Revisions of an Old Institution: Controversial Takes on Marriage in Late Medieval England
Given the current controversy on marriage in the U.S. it seems an appropriate time to revisit the marriage debate of the late Middle Ages. Who should marry? Under what circumstances should they marry? How is marriage validated? Why is it necessary? These are some of the questions that we will ask in this seminar. We will also examine controversial late-medieval notions of marital sexuality, and debates on clerical celibacy and same-sex union, as well as conflicting attitudes toward emotions understood to be “sins” (such as anger and jealousy) found at the center of violent domestic disputes as recorded in late-medieval court documents. We will focus primarily, though not exclusively, on late-medieval England.
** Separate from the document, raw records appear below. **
use anyhow::{bail, Context};
use clap::Parser;
use log::{debug, info, warn};
use rayon::prelude::*;
use std::fs::{self, File};
use std::io::{BufWriter, Write};
use std::path::{Path, PathBuf};
use std::sync::Arc;
use std::time::Instant;

use khmer_converter::encoding::decode_utf8;
use khmer_converter::{FontCatalog, KhmerConverter, TextEncoding};

#[derive(Parser, Debug)]
#[command(author, version, about = "Converts Khmer text between legacy fonts and Unicode", long_about = None)]
struct Args {
    /// Font catalog (XML)
    #[arg(long, default_value = "fontdata.xml")]
    catalog: PathBuf,

    /// Legacy font of the input, or of the output with --oldfont
    #[arg(short, long, default_value = "abc-zwsp")]
    font: String,

    /// Codec of a legacy input file
    #[arg(short, long, default_value = "cp1252")]
    encoding: TextEncoding,

    /// Convert from Unicode to the legacy font
    #[arg(short, long)]
    oldfont: bool,

    /// Khmer font size for document output (plain text has no font size)
    #[arg(short, long)]
    size: Option<u32>,

    /// List all supported fonts
    #[arg(short, long)]
    list: bool,

    /// Print the font list as JSON
    #[arg(long, requires = "list")]
    json: bool,

    /// List all supported codecs for input files
    #[arg(short, long)]
    codec: bool,

    /// Print the time the conversion took
    #[arg(short, long)]
    timer: bool,

    /// Debug logging
    #[arg(short, long)]
    verbose: bool,

    /// Input text file
    input: Option<PathBuf>,

    /// Output file, default is converted-<input> next to the input
    output: Option<PathBuf>,
}

fn init_logging(verbose: bool) {
    let level = if verbose { "debug" } else { "info" };
    env_logger::Builder::from_env(env_logger::Env::default().default_filter_or(level))
        .format_timestamp_millis()
        .init();
}

fn print_fonts(catalog: &FontCatalog, json: bool) -> anyhow::Result<()> {
    let fonts = catalog.fonts();
    if json {
        println!("{}", serde_json::to_string_pretty(&fonts)?);
        return Ok(());
    }

    println!("Supported fonts:");
    for font in &fonts {
        if font.names.is_empty() {
            println!("  {}", font.font_type);
        } else {
            println!("  {} ({})", font.font_type, font.names.join(", "));
        }
    }
    Ok(())
}

/// Picks the output path and refuses to clobber anything.
fn output_path(input: &Path, output: Option<PathBuf>) -> anyhow::Result<PathBuf> {
    let output = match output {
        Some(path) => {
            if path == input {
                bail!("Input file and output file must be different!");
            }
            if let Some(parent) = path.parent() {
                if !parent.as_os_str().is_empty() && !parent.exists() {
                    bail!("The path {} does not exist!", parent.display());
                }
            }
            path
        }
        None => {
            let name = input
                .file_name()
                .with_context(|| format!("{} is not a file name", input.display()))?;
            let mut converted = std::ffi::OsString::from("converted-");
            converted.push(name);
            input.with_file_name(converted)
        }
    };

    if output.exists() {
        bail!("The output file {} already exists!", output.display());
    }
    Ok(output)
}

fn decode_file(
    converter: &KhmerConverter,
    raw: &[u8],
    font: &str,
    encoding: TextEncoding,
) -> anyhow::Result<Vec<u8>> {
    let bytes = encoding.to_legacy_bytes(raw)?;
    let lines: Vec<&[u8]> = bytes.split_inclusive(|&b| b == b'\n').collect();
    debug!("Decoding {} lines from {}", lines.len(), font);

    let results = lines
        .par_iter()
        .map(|line| converter.decode_from_legacy(line, font))
        .collect::<khmer_converter::Result<Vec<String>>>()?;
    Ok(results.concat().into_bytes())
}

fn encode_file(converter: &KhmerConverter, raw: &[u8], font: &str) -> anyhow::Result<Vec<u8>> {
    let text = decode_utf8(raw)?;
    let lines: Vec<&str> = text.split_inclusive('\n').collect();
    debug!("Encoding {} lines to {}", lines.len(), font);

    let results = lines
        .par_iter()
        .map(|line| converter.encode_to_legacy(line, font))
        .collect::<khmer_converter::Result<Vec<Vec<u8>>>>()?;
    Ok(results.concat())
}

fn main() -> anyhow::Result<()> {
    let args = Args::parse();
    init_logging(args.verbose);

    if args.codec {
        println!(
            "Supported input encodings: {}",
            TextEncoding::display_names().join(", ")
        );
        return Ok(());
    }

    let catalog = FontCatalog::load(&args.catalog)
        .with_context(|| format!("loading font catalog {}", args.catalog.display()))?;

    if args.list {
        return print_fonts(&catalog, args.json);
    }

    let Some(input) = args.input else {
        bail!("Please enter a file name or a legal option! Use --help for more info.");
    };
    if !input.exists() {
        bail!("{} does not exist!", input.display());
    }
    let output = output_path(&input, args.output)?;

    let converter = KhmerConverter::new(Arc::new(catalog));
    if !converter.catalog().is_convertible(&args.font) {
        bail!("Unknown font {}!", args.font);
    }

    let start = Instant::now();
    let raw = fs::read(&input).with_context(|| format!("reading {}", input.display()))?;

    let converted = if args.oldfont {
        let target = converter.target_font(&args.font, args.size)?;
        info!(
            "Converting {} to {} ({})",
            input.display(),
            target.font_type,
            target.display_name
        );
        if let Some(size) = target.size {
            warn!("Font size {} does not apply to plain text output", size);
        }
        encode_file(&converter, &raw, &args.font)?
    } else {
        info!("Converting {} from {} to Unicode", input.display(), args.font);
        decode_file(&converter, &raw, &args.font, args.encoding)?
    };

    let mut writer = BufWriter::new(File::create(&output)?);
    writer.write_all(&converted)?;
    writer.flush()?;

    println!("Done. Saved to {}", output.display());
    if args.timer {
        println!("Total conversion time: {:.3}s", start.elapsed().as_secs_f64());
    }

    Ok(())
}
/// First code point of the Khmer block.
pub const KHMER_START: char = '\u{1780}';

/// Number of code points covered by the Khmer slot table of a codec.
pub const KHMER_TABLE_SIZE: usize = 0x7F;
/// Number of single-byte slots in a legacy code page.
pub const LEGACY_TABLE_SIZE: usize = 0x100;
/// Sequence keys (bytes or characters) must be shorter than this.
pub const MAX_KEY_LENGTH: usize = 10;

// Character classes. A code point may carry several of these bits.
pub const BASE: u16 = 1;
pub const VOWEL: u16 = 2;
pub const SHIFTER: u16 = 4; // muusikatoan or triisap
pub const COENG: u16 = 8;
pub const SIGN: u16 = 16;
pub const LEFT: u16 = 32; // vowel drawn on the left side of the base
pub const WITHE: u16 = 64; // vowel combines with SRA E
pub const WITHU: u16 = 128; // vowel combines with SRA U
pub const POSRAA: u16 = 256; // may stand under PO + SRA AA
pub const MUUS: u16 = 512; // consonant takes muusikatoan
pub const TRII: u16 = 1024; // consonant takes triisap
pub const ROBAT: u16 = 2048;

// Characters the cluster rules look at
pub const NYO: char = '\u{1789}';
pub const PO: char = '\u{1796}';
pub const RO: char = '\u{179A}';
pub const SRA_AA: char = '\u{17B6}';
pub const SRA_II: char = '\u{17B8}';
pub const SRA_U: char = '\u{17BB}';
pub const SRA_OE: char = '\u{17BE}';
pub const SRA_YA: char = '\u{17BF}';
pub const SRA_IE: char = '\u{17C0}';
pub const SRA_E: char = '\u{17C1}';
pub const SRA_OO: char = '\u{17C4}';
pub const SRA_AU: char = '\u{17C5}';
pub const MUUSIKATOAN: char = '\u{17C9}';
pub const TRIISAP: char = '\u{17CA}';
pub const SAMYOK_SANNYA: char = '\u{17D0}';
pub const COENG_SIGN: char = '\u{17D2}';
pub const ZWSP: char = '\u{200B}';

/// Classes of U+1780..=U+17D3, indexed by `codepoint - 0x1780`.
const KHMER_CLASSES: [u16; 0x54] = [
    BASE,              // ក 1780
    BASE,              // ខ
    BASE,              // គ
    BASE,              // ឃ
    BASE,              // ង
    BASE,              // ច
    BASE,              // ឆ
    BASE,              // ជ
    BASE,              // ឈ
    BASE | MUUS,       // ញ
    BASE,              // ដ
    BASE,              // ឋ
    BASE,              // ឌ
    BASE,              // ឍ
    BASE,              // ណ
    BASE | POSRAA,     // ត
    BASE,              // ថ 1790
    BASE,              // ទ
    BASE,              // ធ
    BASE | POSRAA,     // ន
    BASE | MUUS,       // ប
    BASE,              // ផ
    BASE,              // ព
    BASE | POSRAA,     // ភ
    BASE,              // ម
    BASE | POSRAA,     // យ
    BASE | POSRAA,     // រ
    BASE | POSRAA,     // ល
    BASE | POSRAA,     // វ
    BASE,              // ឝ
    BASE,              // ឞ
    BASE | TRII,       // ស
    BASE,              // ហ 17A0
    BASE,              // ឡ
    BASE | TRII,       // អ
    BASE,              // ឣ
    BASE,              // ឤ
    BASE,              // ឥ
    BASE,              // ឦ
    BASE,              // ឧ
    BASE,              // ឨ
    BASE,              // ឩ
    BASE,              // ឪ
    BASE,              // ឫ
    BASE,              // ឬ
    BASE,              // ឭ
    BASE,              // ឮ
    BASE,              // ឯ
    BASE,              // ឰ 17B0
    BASE,              // ឱ
    BASE,              // ឲ
    BASE,              // ឳ
    0,                 // 17B4 inherent vowel, invisible
    0,                 // 17B5
    VOWEL | WITHE | WITHU, // ា
    VOWEL | WITHU,     // ិ
    VOWEL | WITHE | WITHU, // ី
    VOWEL | WITHU,     // ឹ
    VOWEL | WITHU,     // ឺ
    VOWEL,             // ុ
    VOWEL,             // ូ
    VOWEL,             // ួ
    VOWEL | WITHU,     // ើ
    VOWEL | WITHE,     // ឿ
    VOWEL | WITHE,     // ៀ 17C0
    VOWEL | LEFT,      // េ
    VOWEL | LEFT,      // ែ
    VOWEL | LEFT,      // ៃ
    VOWEL,             // ោ
    VOWEL | WITHE,     // ៅ
    SIGN | WITHU,      // ំ
    SIGN,              // ះ
    SIGN,              // ៈ
    SHIFTER,           // ៉
    SHIFTER,           // ៊
    SIGN,              // ់
    ROBAT,             // ៌
    SIGN,              // ៍
    SIGN,              // ៎
    SIGN,              // ៏
    SIGN | WITHU,      // ័ 17D0
    SIGN,              // ៑
    COENG,             // ្
    SIGN,              // ៓
];

/// Returns the class bits of `c`, or 0 for anything outside the classified
/// part of the Khmer block.
#[inline]
pub fn khmer_type(c: char) -> u16 {
    let code = c as u32;
    if code < KHMER_START as u32 {
        return 0;
    }
    KHMER_CLASSES
        .get((code - KHMER_START as u32) as usize)
        .copied()
        .unwrap_or(0)
}

#[inline]
pub fn has_class(c: char, class: u16) -> bool {
    khmer_type(c) & class != 0
}

/// Slot of `c` in a codec's Khmer table, if it has one.
#[inline]
pub fn khmer_slot(c: char) -> Option<usize> {
    let code = c as u32;
    if code < KHMER_START as u32 {
        return None;
    }
    let slot = (code - KHMER_START as u32) as usize;
    (slot < KHMER_TABLE_SIZE).then_some(slot)
}

/// The vowel SRA E turns into when followed by `c`, if the pair combines.
pub fn sra_e_combination(c: char) -> Option<char> {
    match c {
        SRA_II => Some(SRA_OE),
        SRA_YA => Some(SRA_YA),
        SRA_IE => Some(SRA_IE),
        SRA_AA => Some(SRA_OO),
        SRA_AU => Some(SRA_AU),
        _ => None,
    }
}

/// Splits a vowel into the part typed before the base and the part typed after
/// it, the way legacy fonts draw it.
pub fn split_vowel(vowel: char) -> (Option<char>, Option<char>) {
    match vowel {
        SRA_OE => (Some(SRA_E), Some(SRA_II)),
        SRA_OO => (Some(SRA_E), Some(SRA_AA)),
        SRA_YA | SRA_IE | SRA_AU => (Some(SRA_E), Some(vowel)),
        v if has_class(v, LEFT) => (Some(v), None),
        v => (None, Some(v)),
    }
}

/// Shifter the cluster rules pick for a consonant that takes one.
#[inline]
pub fn shifter_for(consonant: char) -> Option<char> {
    let kind = khmer_type(consonant);
    if kind & TRII != 0 {
        Some(TRIISAP)
    } else if kind & MUUS != 0 {
        Some(MUUSIKATOAN)
    } else {
        None
    }
}
use thiserror::Error;

pub const VALIDATION_ERROR: &str = "VALIDATION_ERROR";
pub const MISSING_VOTES: &str = "MISSING_VOTES";
pub const INTERNAL_ERROR: &str = "INTERNAL_ERROR";

/// Failure reported by a ranking operation. `Display` renders as `CODE: message`.
#[derive(Debug, Error, Clone, PartialEq, Eq)]
pub enum RankingError {
    #[error("VALIDATION_ERROR: {0}")]
    Validation(String),

    #[error("MISSING_VOTES: {0}")]
    MissingVotes(String),

    #[error("INTERNAL_ERROR: {0}")]
    Internal(String),
}

impl RankingError {
    pub fn code(&self) -> &'static str {
        match self {
            RankingError::Validation(_) => VALIDATION_ERROR,
            RankingError::MissingVotes(_) => MISSING_VOTES,
            RankingError::Internal(_) => INTERNAL_ERROR,
        }
    }

    pub fn message(&self) -> &str {
        match self {
            RankingError::Validation(msg)
            | RankingError::MissingVotes(msg)
            | RankingError::Internal(msg) => msg,
        }
    }
}

/// Failure reported by an external collaborator (vote source, snapshot store, ...).
#[derive(Debug, Error)]
pub enum StoreError {
    #[error("snapshot version {version} already exists for hackathon {hackathon_id}")]
    VersionConflict { hackathon_id: i64, version: i64 },

    #[error("storage error: {0}")]
    Storage(String),
}

impl From<rusqlite::Error> for StoreError {
    fn from(err: rusqlite::Error) -> Self {
        StoreError::Storage(err.to_string())
    }
}

impl From<StoreError> for RankingError {
    fn from(err: StoreError) -> Self {
        RankingError::Internal(err.to_string())
    }
}

#[cfg(test)]
mod tests {
    use super::*;

    #[test]
    fn display_prefixes_error_code() {
        let err = RankingError::MissingVotes("2 teams incomplete".to_string());
        assert_eq!(err.to_string(), "MISSING_VOTES: 2 teams incomplete");
        assert_eq!(err.code(), MISSING_VOTES);
        assert_eq!(err.message(), "2 teams incomplete");
    }

    #[test]
    fn store_errors_surface_as_internal() {
        let err: RankingError = StoreError::Storage("disk full".to_string()).into();
        assert_eq!(err.code(), INTERNAL_ERROR);
        assert!(err.message().contains("disk full"));
    }
}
We will begin by looking at the long and controversial history of marriage in order to identify and understand how the tensions between the process of idealization and social praxis evolve over time. From the mythological foundational texts—Greek epithalamia, Genesis, the Song of Songs, for example—to the late Middle Ages when the Latin Church officially sanctifies marital union, discussions of the meanings of that union—both literal and figurative—have been infused with ambiguity and doubt. Close readings of exemplary texts recently made available to students in the Middle English Text Series from a range of genres in Middle English—satire, fabliau, didactic treatise, homily, drama, and romance—written by canonical as well as non-canonical authors will constitute some of the primary source material. When read in conjunction with relevant sections of canon law and applicable court documents (some of which are in Latin), this material will enable us to understand how marriage was imagined by some to be an ideal stabilizing social force, and also how the shortcomings of that ideal are debated and occasionally resolved in these influential venues.
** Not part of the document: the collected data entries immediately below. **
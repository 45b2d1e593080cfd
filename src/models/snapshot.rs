use super::ranking::TeamAggregate;
use chrono::{DateTime, SecondsFormat, SubsecRound, Utc};
use serde::{Deserialize, Serialize};

#[derive(Debug, Clone, PartialEq, Eq, Serialize, Deserialize)]
#[serde(rename_all = "camelCase")]
pub struct RankingSnapshot {
    pub id: i64,
    pub hackathon_id: i64,
    pub version: i64,
    pub payload: String, // JSON document, see SnapshotPayload
    pub created_at: DateTime<Utc>,
}

impl RankingSnapshot {
    pub fn decode_payload(&self) -> Result<SnapshotPayload, serde_json::Error> {
        serde_json::from_str(&self.payload)
    }
}

#[derive(Debug, Clone, PartialEq, Serialize, Deserialize)]
#[serde(rename_all = "camelCase")]
pub struct SnapshotSummary {
    pub id: i64,
    pub hackathon_id: i64,
    pub version: i64,
    pub created_at: DateTime<Utc>,
    pub missing_votes: bool,
    pub motivation: Option<String>,
    pub entry_count: usize,
}

/// Persisted ranking document. Field declaration order is the serialized order
/// and must not change: downstream tooling hashes and diffs these payloads.
#[derive(Debug, Clone, PartialEq, Serialize, Deserialize)]
#[serde(rename_all = "camelCase")]
pub struct SnapshotPayload {
    pub hackathon_id: i64,
    pub version: i64,
    pub generated_at: String,
    pub missing_votes: bool,
    pub motivation: Option<String>,
    pub entries: Vec<SnapshotEntry>,
}

#[derive(Debug, Clone, PartialEq, Serialize, Deserialize)]
#[serde(rename_all = "camelCase")]
pub struct SnapshotEntry {
    pub position: usize,
    pub team_id: i64,
    pub team_name: String,
    pub average: f64,
    pub dispersion: f64,
    pub votes: usize,
    pub earliest_submission: Option<String>,
    pub missing_votes: bool,
}

impl SnapshotPayload {
    pub fn build(
        hackathon_id: i64,
        version: i64,
        generated_at: DateTime<Utc>,
        precision: TimestampPrecision,
        missing_votes: bool,
        motivation: Option<String>,
        entries: &[TeamAggregate],
    ) -> Self {
        SnapshotPayload {
            hackathon_id,
            version,
            generated_at: format_timestamp(&generated_at, precision),
            missing_votes,
            motivation,
            entries: entries
                .iter()
                .map(|entry| SnapshotEntry {
                    position: entry.position,
                    team_id: entry.team_id,
                    team_name: entry.team_name.clone(),
                    average: entry.average,
                    dispersion: entry.dispersion,
                    votes: entry.vote_count,
                    earliest_submission: entry
                        .earliest_submission
                        .as_ref()
                        .map(|ts| format_timestamp(ts, precision)),
                    missing_votes: entry.missing_votes,
                })
                .collect(),
        }
    }

    pub fn to_json(&self) -> Result<String, serde_json::Error> {
        serde_json::to_string(self)
    }
}

#[derive(Debug, Clone, Copy, PartialEq, Eq, Default)]
pub enum TimestampPrecision {
    Seconds,
    #[default]
    Millis,
}

impl TimestampPrecision {
    pub fn from_setting(value: &str) -> Self {
        match value {
            "seconds" => TimestampPrecision::Seconds,
            _ => TimestampPrecision::Millis,
        }
    }

    /// Drop the sub-second digits this precision does not render, so a stored
    /// timestamp and its formatted form name the same instant.
    pub fn truncate(self, ts: DateTime<Utc>) -> DateTime<Utc> {
        match self {
            TimestampPrecision::Seconds => ts.trunc_subsecs(0),
            TimestampPrecision::Millis => ts.trunc_subsecs(3),
        }
    }
}

/// RFC 3339, UTC, `Z` suffix.
pub fn format_timestamp(ts: &DateTime<Utc>, precision: TimestampPrecision) -> String {
    let format = match precision {
        TimestampPrecision::Seconds => SecondsFormat::Secs,
        TimestampPrecision::Millis => SecondsFormat::Millis,
    };
    ts.to_rfc3339_opts(format, true)
}

#[derive(Debug, Clone, PartialEq, Eq, Default, Serialize, Deserialize)]
#[serde(rename_all = "camelCase")]
pub struct PublishResult {
    pub success: bool,
    #[serde(skip_serializing_if = "Option::is_none")]
    pub snapshot_id: Option<i64>,
    #[serde(skip_serializing_if = "Option::is_none")]
    pub version: Option<i64>,
    #[serde(skip_serializing_if = "Option::is_none")]
    pub error_code: Option<String>,
    #[serde(skip_serializing_if = "Option::is_none")]
    pub message: Option<String>,
}

#[derive(Debug, Clone, PartialEq, Eq, Serialize, Deserialize)]
#[serde(rename_all = "camelCase")]
pub struct AuditRecord {
    pub id: String,
    pub actor_id: String,
    pub action: String,
    pub hackathon_id: i64,
    pub version: i64,
    pub motivation: Option<String>,
    pub recorded_at: DateTime<Utc>,
}

#[derive(Debug, Clone, PartialEq, Eq, Serialize, Deserialize)]
#[serde(rename_all = "camelCase")]
pub struct PositionChange {
    pub team_id: i64,
    pub team_name: String,
    pub previous_position: Option<usize>,
    pub current_position: Option<usize>,
    /// Positive when the team climbed. `None` unless present in both versions.
    pub delta: Option<i64>,
}

#[cfg(test)]
mod tests {
    use super::*;
    use chrono::TimeZone;

    fn aggregate(position: usize, team_id: i64, name: &str) -> TeamAggregate {
        TeamAggregate {
            team_id,
            team_name: name.to_string(),
            average: 8.5,
            dispersion: 0.5,
            vote_count: 2,
            earliest_submission: Some(Utc.with_ymd_and_hms(2026, 3, 14, 9, 30, 0).unwrap()),
            missing_votes: false,
            position,
        }
    }

    #[test]
    fn payload_serializes_fields_in_contract_order() {
        let generated_at = Utc.with_ymd_and_hms(2026, 3, 15, 18, 0, 0).unwrap();
        let payload = SnapshotPayload::build(
            7,
            3,
            generated_at,
            TimestampPrecision::Millis,
            false,
            None,
            &[aggregate(1, 42, "Rustaceans")],
        );

        let json = payload.to_json().expect("serialize payload");
        assert_eq!(
            json,
            "{\"hackathonId\":7,\"version\":3,\"generatedAt\":\"2026-03-15T18:00:00.000Z\",\
             \"missingVotes\":false,\"motivation\":null,\"entries\":[{\"position\":1,\"teamId\":42,\
             \"teamName\":\"Rustaceans\",\"average\":8.5,\"dispersion\":0.5,\"votes\":2,\
             \"earliestSubmission\":\"2026-03-14T09:30:00.000Z\",\"missingVotes\":false}]}"
        );
    }

    #[test]
    fn truncation_matches_rendered_precision() {
        let whole = Utc.with_ymd_and_hms(2026, 5, 28, 20, 26, 40).unwrap();
        let ts = whole + chrono::Duration::microseconds(750_250);

        let secs = TimestampPrecision::Seconds.truncate(ts);
        assert_eq!(secs, whole);
        assert_eq!(format_timestamp(&secs, TimestampPrecision::Seconds), "2026-05-28T20:26:40Z");

        let millis = TimestampPrecision::Millis.truncate(ts);
        assert_eq!(millis, whole + chrono::Duration::milliseconds(750));
        assert_eq!(format_timestamp(&millis, TimestampPrecision::Millis), "2026-05-28T20:26:40.750Z");
    }

    #[test]
    fn sentinel_dispersion_survives_decode() {
        let mut unvoted = aggregate(1, 5, "Ghosts");
        unvoted.dispersion = crate::analysis::dispersion::DISPERSION_SENTINEL;
        unvoted.earliest_submission = None;

        let payload = SnapshotPayload::build(
            1,
            1,
            Utc.with_ymd_and_hms(2026, 1, 1, 0, 0, 0).unwrap(),
            TimestampPrecision::Seconds,
            true,
            Some("late judges".to_string()),
            &[unvoted],
        );
        let snapshot = RankingSnapshot {
            id: 1,
            hackathon_id: 1,
            version: 1,
            payload: payload.to_json().expect("serialize payload"),
            created_at: Utc.with_ymd_and_hms(2026, 1, 1, 0, 0, 0).unwrap(),
        };

        let decoded = snapshot.decode_payload().expect("decode payload");
        assert_eq!(decoded, payload);
        assert_eq!(decoded.generated_at, "2026-01-01T00:00:00Z");
        assert_eq!(decoded.entries[0].earliest_submission, None);
    }

    #[test]
    fn failed_publish_result_omits_success_fields() {
        let result = PublishResult {
            success: false,
            error_code: Some("MISSING_VOTES".to_string()),
            message: Some("incomplete".to_string()),
            ..PublishResult::default()
        };
        let value = serde_json::to_value(&result).expect("serialize result");
        assert_eq!(
            value,
            serde_json::json!({"success": false, "errorCode": "MISSING_VOTES", "message": "incomplete"})
        );
    }
}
Students will be encouraged to explore primary sources, particularly those on canon law held by the Newberry Library, in preparation for a research project. Some knowledge of Latin is necessary and experience with Middle English is desirable. Students will write a final research paper of about 20 pages and will make two informal classroom presentations – the first on some of the primary and secondary sources, the second as a progress report on the research and development of the final project.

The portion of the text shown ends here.